The task: When the string "info" is part of a line below, that line should be copied.

Dataset:
-- Opening Marker --
use crate::cli::ReportArgs;
use crate::config::build_config;
use crate::error::{CliError, Result};
use crate::utils::progress::CliProgressHandler;
use cellbond::engine::progress::ProgressReporter;
use cellbond::workflows;
use tracing::{info, warn};

pub fn run(args: ReportArgs) -> Result<()> {
    let app = build_config(&args)?;
    if let Some(path) = &app.config_file {
        info!("Configuration merged from {:?}", path);
    }
    let config = &app.core_config;

    let progress_handler = CliProgressHandler::new();
    let reporter = ProgressReporter::with_callback(progress_handler.get_callback());

    println!(
        "Assembling report for the cells listed in {}...",
        config.entries_path.display()
    );
    let outcome = workflows::report::run(config, &reporter)?;

    println!("✓ Report written to: {}", outcome.output_path.display());
    if let Some(path) = &outcome.summary_path {
        println!("✓ Summary written to: {}", path.display());
    }

    if outcome.is_complete() {
        return Ok(());
    }
    for failure in &outcome.failures {
        warn!(code = %failure.code, "Cell left out of the report: {}", failure.error);
        eprintln!("  ✗ Cell {}: {}", failure.code, failure.error);
    }
    Err(CliError::IncompleteReport {
        failed: outcome.failures.len(),
        total: outcome.failures.len() + outcome.succeeded.len(),
    })
}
-- Closing Marker --
Response below:
use tracing::{info, warn};
        info!("Configuration merged from {:?}", path);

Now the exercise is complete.